孤独とフランス人・孤独と日本人 (上) 勝手にアンサー編 〜山内マリコ『選んだ孤独はよい孤独』によせて〜

自分の近辺の人間に一人、超自由人な男がいる。何にも束縛されず、やりたいことをやり、TDNYPR(ただの酔っ払い)とのたまう。しかし、傍で、人知れず、社会のためになることも楽しくスマートに成し遂げる。話題も豊富だが、決して押し付けがましくない。ふーっと風のように現れ、風のように去って行く。失礼な言い方だが、年齢差は30ぐらいあっても、全くジジ臭くないこの男が、対等な目線で僕と交遊してくださり、色々学ばせていただいている。

 

そのTDNYPRの友達が作家の山内マリコさん。今年5月に、『選んだ孤独はよい孤独』という新刊を出された。話によると、この題名は、フランスの作家のフレーズにインスパイアされたという。先般パリで、TDNYPRと昼下がりからビールを飲んで、フランス人と孤独という面白いテーマを語りあった。そして、これについて勝手に日仏の孤独を考察し、勝手にアンサーすることを約束した。

 

『選んだ孤独はよい孤独』。現代に生きる我々だからこそ、是非読んでみていただきたい。万一つまらなければ、僕の責任で、TDNYPRに金借りて返金します、と宣言したくなるぐらい、小気味良い面白さがあり、そして、人生のあゆみや、現代における人のあり方を考えさせられる。
現代に生きる人間が、「だよね!」と共感したり、「こういうのあるわ」と批判的に冷めてみているポイントが、嫌味なく網羅されている。意図したか否かはしらないが、こういう批評を角が立たないようにするということは、相当難しいことで、そこに作家が作家たるテクニックを感じる。そこまでボリュームはないから、一日で読み終わるが、考えさせられるから、咀嚼するのに時間がかかる。
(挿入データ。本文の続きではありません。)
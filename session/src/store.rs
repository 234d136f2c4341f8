//! Session store: token persistence plus the login state machine.
//!
//! STATE MACHINE
//! =============
//! `Uninitialized -> Loading -> {Authenticated, Unauthenticated}` on
//! `initialize` with a stored token; `Uninitialized -> Unauthenticated`
//! when none is stored. `login` and `logout` move between the two settled
//! states. Only the persisted token outlives the process.
//!
//! CONCURRENCY
//! ===========
//! Mutating operations take `&mut self`, so a second login or verify on the
//! same store cannot start while one is suspended on the network.

use tokio::sync::watch;

use crate::api::AuthApi;
use crate::error::SessionError;
use crate::storage::{Storage, TOKEN_KEY};
use crate::types::{Credentials, Registration, Session, SessionPhase};

pub struct SessionStore<A, S> {
    api: A,
    storage: S,
    state: watch::Sender<Session>,
}

impl<A: AuthApi, S: Storage> SessionStore<A, S> {
    #[must_use]
    pub fn new(api: A, storage: S) -> Self {
        let (state, _) = watch::channel(Session::default());
        Self { api, storage, state }
    }

    /// Current session snapshot.
    #[must_use]
    pub fn session(&self) -> Session {
        self.state.borrow().clone()
    }

    #[must_use]
    pub fn phase(&self) -> SessionPhase {
        self.state.borrow().phase
    }

    /// Receiver that observes every published session change.
    #[must_use]
    pub fn subscribe(&self) -> watch::Receiver<Session> {
        self.state.subscribe()
    }

    #[must_use]
    pub fn api(&self) -> &A {
        &self.api
    }

    #[must_use]
    pub fn storage(&self) -> &S {
        &self.storage
    }

    /// Rehydrate the session from the persisted token.
    pub async fn initialize(&mut self) {
        let stored = match self.storage.get_item(TOKEN_KEY) {
            Ok(token) => token.filter(|t| !t.is_empty()),
            Err(e) => {
                tracing::warn!(error = %e, "could not read persisted token; starting signed out");
                None
            }
        };

        match stored {
            Some(token) => {
                tracing::debug!("rehydrating session from persisted token");
                self.verify(&token).await;
            }
            None => {
                tracing::debug!("no persisted token");
                self.publish(Session::unauthenticated());
            }
        }
    }

    /// Check `token` against the service and settle the session.
    ///
    /// Any failure drops the persisted token and leaves the session signed
    /// out. Returns whether the session ended authenticated.
    pub async fn verify(&mut self, token: &str) -> bool {
        self.publish(Session::loading(token));

        match self.api.whoami(token).await {
            Ok(user) => {
                tracing::info!(username = %user.username, "session verified");
                self.publish(Session::authenticated(token, user));
                true
            }
            Err(e) => {
                tracing::warn!(error = %e, "session verification failed");
                self.forget_token();
                self.publish(Session::unauthenticated());
                false
            }
        }
    }

    /// Exchange credentials for a token, persist it, then verify it.
    ///
    /// # Errors
    ///
    /// Returns the service or storage error; the session is left as it was.
    pub async fn login(&mut self, username: &str, password: &str) -> Result<(), SessionError> {
        let credentials = Credentials { username: username.to_owned(), password: password.to_owned() };
        let grant = self.api.issue_token(&credentials).await.inspect_err(|e| {
            tracing::info!(%username, error = %e, "login rejected");
        })?;

        self.storage.set_item(TOKEN_KEY, &grant.access_token)?;
        tracing::debug!(%username, "token issued and persisted");

        self.verify(&grant.access_token).await;
        Ok(())
    }

    /// Create an account. The session is not touched.
    ///
    /// # Errors
    ///
    /// Returns the service error, e.g. when the username is taken.
    pub async fn register(&self, username: &str, email: &str, password: &str) -> Result<(), SessionError> {
        let registration =
            Registration { username: username.to_owned(), email: email.to_owned(), password: password.to_owned() };
        self.api.register(&registration).await.inspect_err(|e| {
            tracing::info!(%username, error = %e, "registration rejected");
        })?;
        tracing::info!(%username, "registered");
        Ok(())
    }

    /// Drop the persisted token and sign out. No network call.
    pub fn logout(&mut self) {
        self.forget_token();
        self.publish(Session::unauthenticated());
        tracing::info!("logged out");
    }

    fn forget_token(&mut self) {
        if let Err(e) = self.storage.remove_item(TOKEN_KEY) {
            tracing::warn!(error = %e, "could not remove persisted token");
        }
    }

    fn publish(&self, session: Session) {
        self.state.send_replace(session);
    }
}

#[cfg(test)]
#[path = "store_test.rs"]
mod tests;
スラスラ読めて、スラスラ読めない、不思議な一冊である。
それでは、いくつか、勝手にアンサーしてみたくなったことを勝手にアンサーする。

 

1.不本意ながらいつもつるむ男

ヨシオという、地元に残り、地元の友達といつもつるんでいる男がいる。ただし、ヨシオにとってこの友達たちは本当の友達ではない。地元に残った幼馴染のグループで、気の弱いヨシオは巻き込まれる形でつるんでいる。不本意なことは彼が一番わかっている。しかし、わかっていても抜け出る勇気がない。

 

そういう人は僕も下町のかつての幼馴染の中に見たことがある。
居心地が悪い中に、身を置き続けるということは、苦痛でしかない。一匹狼になることを恐れず、不本意な環境や人間関係というものに巻かれない強さを持った人間の方が、実りある人生になることは間違いないと思う。そして、一匹狼は、ひょんな事で、波長と価値観が同じ、とてつもなく気の合う人と出会い、融合する機会を得る。不本意に甘んじてはならないことを、再確認させられる。
そして、友情とはなんたるや。フランス人はしょっちゅう、Amitié Amitiéと言ってばかりいる。しかし、本来の友情とは、確認する必要のない感覚であるから、それを確認する時点において、もはや友達ではない。「俺たち友達だよな?」「私たち夫婦よね?」と確認作業を必要とする人間関係になったらそれは破綻していることの証左である。
フランス人を見ていると、「友達だよな」といいながら、大体は学生時代からのいつも同じメンバーとしかいない、人間関係の柔軟性に欠けた人が多い。人付き合いの新規開拓嫌いですか?と思わず問いたくなる。
これは、ひとえに、孤独より、集団でいることの安心感を優先しているからであろう。

 

僕はカウンターマニアであり、それゆえに赤提灯やバーを好む。一人でカウンターにいれば、新たな人たちと会話が始まり、孤独なようで孤独でない、面白い出会いが転がっている。日本人の方が一人で飲みに行く人間は多い気がする。あるいは、色々な趣味に興じるのもいい。たまには良いけれども、毎日同じ「友達」と、テーブル席に座っていては、交友は広がらない。万一その友達たちが、心からの友達でない場合、それは孤独から目をそらす時間になるかもしれないが、結局は、残念な時間のロスであろう。
オープンマインドで社交的なことは、割に孤高を選択しないとできないこと。
最近日本ではタモリ、加藤一二三、蛭子能収など、Going my wayで一人で勝手に邁進している人が改めて注目されている。これは、不本意なつるみに、みんな嫌気がさしているというシグナルなのかもしれない。